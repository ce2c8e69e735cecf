/// Example configuration
pub const DEFAULT_CONFIG: &str = r#"
# Logging configuration
[log]
# Level can be "error", "warn", "info", "debug", or "trace"
level = "info"

# Shared counter store backing the admission checks
[store]
url = "redis://127.0.0.1:6379"

# Rate limits as "calls/period" strings; period is "s", "m" or "h"
[limits]
# Fallback for namespaces without their own limit
default = "10/s"

# Per-namespace limits
[limits.namespaces]
hubspot = "100/s"
"#;
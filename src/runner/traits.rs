// 3rd party crates
use async_trait::async_trait;

// Project imports
use crate::task::types::Invocation;

// Current module imports
use super::errors::SchedulerError;

/// The one primitive this crate needs from an external task runner:
/// "re-invoke this exact call after `countdown_seconds`".
///
/// A denied invocation is handed over here and then owned by the runner;
/// this crate does not track, retry or cancel it afterwards. The scheduler
/// is passed into `RateLimitedTask::invoke` explicitly, so there is no
/// process-wide runner handle.
#[async_trait]
pub trait RetryScheduler: Send + Sync {
    /// Schedules `invocation` of the task registered under `task` (the
    /// qualified `namespace:name`) to be re-invoked after
    /// `countdown_seconds`.
    async fn schedule_retry(
        &self,
        task: &str,
        invocation: Invocation,
        countdown_seconds: u64,
    ) -> Result<(), SchedulerError>;
}
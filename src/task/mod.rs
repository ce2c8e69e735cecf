pub mod errors;
pub mod impls;
pub mod traits;
pub mod types;

pub use errors::TaskError;
pub use traits::{BodyError, TaskBody};
pub use types::{Invocation, RateLimitedTask, TaskFactory, TaskOutcome};
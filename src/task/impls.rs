// Standard library
use std::sync::Arc;

// 3rd party crates
use tokio::sync::OnceCell;
use tracing::{debug, info};

// Project imports
use crate::admission::{admit, Admission, BucketKey};
use crate::quota::{ConfigError, RateLimitSpec};
use crate::runner::errors::RegistryError;
use crate::runner::traits::RetryScheduler;
use crate::runner::types::TaskRegistry;
use crate::store::CounterStore;

// Current module imports
use super::errors::TaskError;
use super::traits::TaskBody;
use super::types::{Invocation, RateLimitedTask, TaskFactory, TaskOutcome};

impl RateLimitedTask {
    pub fn new(
        namespace: &str,
        name: &str,
        rate_limit: Option<String>,
        store: Arc<dyn CounterStore>,
        body: Box<dyn TaskBody>,
    ) -> Self {
        Self {
            namespace: namespace.to_string(),
            name: name.to_string(),
            rate_limit,
            parsed: OnceCell::new(),
            store,
            body,
        }
    }

    pub fn namespace(&self) -> &str {
        &self.namespace
    }

    pub fn name(&self) -> &str {
        &self.name
    }

    /// The stable registry key: `namespace:name`.
    pub fn qualified_name(&self) -> String {
        format!("{}:{}", self.namespace, self.name)
    }

    /// The bound quota, parsed on first use and cached thereafter.
    async fn spec(&self) -> Result<&RateLimitSpec, ConfigError> {
        self.parsed
            .get_or_try_init(|| async {
                match self.rate_limit.as_deref() {
                    None => Err(ConfigError::MissingSpec),
                    Some(raw) => raw.parse::<RateLimitSpec>(),
                }
            })
            .await
    }

    /// Runs one invocation through admission control.
    ///
    /// The caller contract and the quota string are checked first, before
    /// any store access. An admitted call runs the body with the original
    /// arguments and propagates its result or error unchanged. A denied
    /// call never blocks: the exact invocation is handed to `scheduler`
    /// for re-invocation after the quota period and `Deferred` is returned
    /// with no result this cycle.
    pub async fn invoke(
        &self,
        invocation: Invocation,
        scheduler: &dyn RetryScheduler,
    ) -> Result<TaskOutcome, TaskError> {
        let client_id = invocation
            .client_id()
            .ok_or_else(|| TaskError::MissingClientId(self.qualified_name()))?;

        let spec = self.spec().await?;
        let key = BucketKey::new(&self.namespace, &self.name, &client_id);

        match admit(self.store.as_ref(), &key, spec.calls, spec.period_seconds).await? {
            Admission::Admitted => {
                debug!("Running task '{}' for client '{}'", self.name, client_id);
                let result = self
                    .body
                    .run(invocation.into_args())
                    .await
                    .map_err(TaskError::Body)?;
                Ok(TaskOutcome::Completed(result))
            }
            Admission::Denied {
                retry_after_seconds,
            } => {
                debug!(
                    "Deferring task '{}' for client '{}' by {}s",
                    self.name, client_id, retry_after_seconds
                );
                scheduler
                    .schedule_retry(&self.qualified_name(), invocation, retry_after_seconds)
                    .await?;
                Ok(TaskOutcome::Deferred {
                    countdown_seconds: retry_after_seconds,
                })
            }
        }
    }
}

impl TaskFactory {
    /// Creates a factory bound to `namespace` and `default_rate_limit`.
    /// Tasks registered through it share the given store handle and
    /// registry.
    pub fn new(
        namespace: &str,
        default_rate_limit: Option<String>,
        store: Arc<dyn CounterStore>,
        registry: Arc<TaskRegistry>,
    ) -> Self {
        Self {
            namespace: namespace.to_string(),
            default_rate_limit,
            store,
            registry,
        }
    }

    /// Builds a task definition for `body` under `name`, bound to this
    /// factory's namespace, and registers it.
    ///
    /// `rate_limit` overrides the factory default when given. Registering
    /// with neither is allowed; the missing quota only fails at first
    /// invocation, so late-bound configuration sources keep working.
    pub async fn register<B>(
        &self,
        name: &str,
        rate_limit: Option<&str>,
        body: B,
    ) -> Result<Arc<RateLimitedTask>, RegistryError>
    where
        B: TaskBody + 'static,
    {
        let limit: Option<String> = rate_limit
            .map(str::to_string)
            .or_else(|| self.default_rate_limit.clone());

        let task = Arc::new(RateLimitedTask::new(
            &self.namespace,
            name,
            limit,
            Arc::clone(&self.store),
            Box::new(body),
        ));
        self.registry.register(Arc::clone(&task)).await?;
        info!(
            "Registered rate-limited task '{}' ({})",
            task.qualified_name(),
            task.rate_limit.as_deref().unwrap_or("no limit configured"),
        );
        Ok(task)
    }
}
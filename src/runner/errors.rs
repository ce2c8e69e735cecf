// 3rd party crates
use thiserror::Error;

/// Errors raised while registering task definitions.
#[derive(Debug, Error, PartialEq, Eq)]
pub enum RegistryError {
    #[error("Task '{0}' is already registered")]
    DuplicateTask(String),
}

/// Errors raised by the external task runner's retry primitive.
#[derive(Debug, Error)]
pub enum SchedulerError {
    #[error("Failed to schedule retry for task '{task}': {message}")]
    ScheduleFailed { task: String, message: String },
}
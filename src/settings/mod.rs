pub mod constants;
pub mod errors;
pub mod impls;
pub mod types;

pub use errors::ValidationError;
pub use types::{ConfigManager, Settings};
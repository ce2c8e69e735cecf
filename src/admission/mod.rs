pub mod functions;
pub mod types;

pub use functions::admit;
pub use types::{Admission, BucketKey};
//! Distributed admission control for asynchronous background tasks.
//!
//! Gates task execution against a per-client quota held in a shared
//! counter store, so many worker processes across many machines enforce
//! one budget. Quota exhaustion is not an error: a denied invocation is
//! handed back to the external task runner to be re-invoked after the
//! quota window, while store failures and contract violations surface as
//! real errors.
//!
//! Pieces, leaves first:
//! - [`quota`]: parses `"N/s|m|h"` strings into a [`quota::RateLimitSpec`].
//! - [`store`]: the shared counter store seam, with Redis and in-memory
//!   backends.
//! - [`admission`]: the token-bucket check/decrement/compensate protocol.
//! - [`task`]: the per-invocation wrapper and the factory that binds a
//!   namespace and quota to a unit of work.
//! - [`runner`]: the seam to the external task runner (retry scheduling,
//!   task registry).
//! - [`settings`]: file/environment configuration of store URL and quotas.

// Project modules
pub mod admission;
pub mod quota;
pub mod runner;
pub mod settings;
pub mod store;
pub mod task;

// Project re-exports
pub use admission::{admit, Admission, BucketKey};
pub use quota::{ConfigError, RateLimitSpec};
pub use runner::{RegistryError, RetryScheduler, SchedulerError, TaskRegistry};
pub use settings::{ConfigManager, Settings};
pub use store::{CounterStore, MemoryCounterStore, RedisCounterStore, StoreError};
pub use task::{Invocation, RateLimitedTask, TaskBody, TaskError, TaskFactory, TaskOutcome};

========================================================================

From the listing above, copy out each line where the word "Project" appears.

// Project imports
// Project imports
// Project modules
// Project re-exports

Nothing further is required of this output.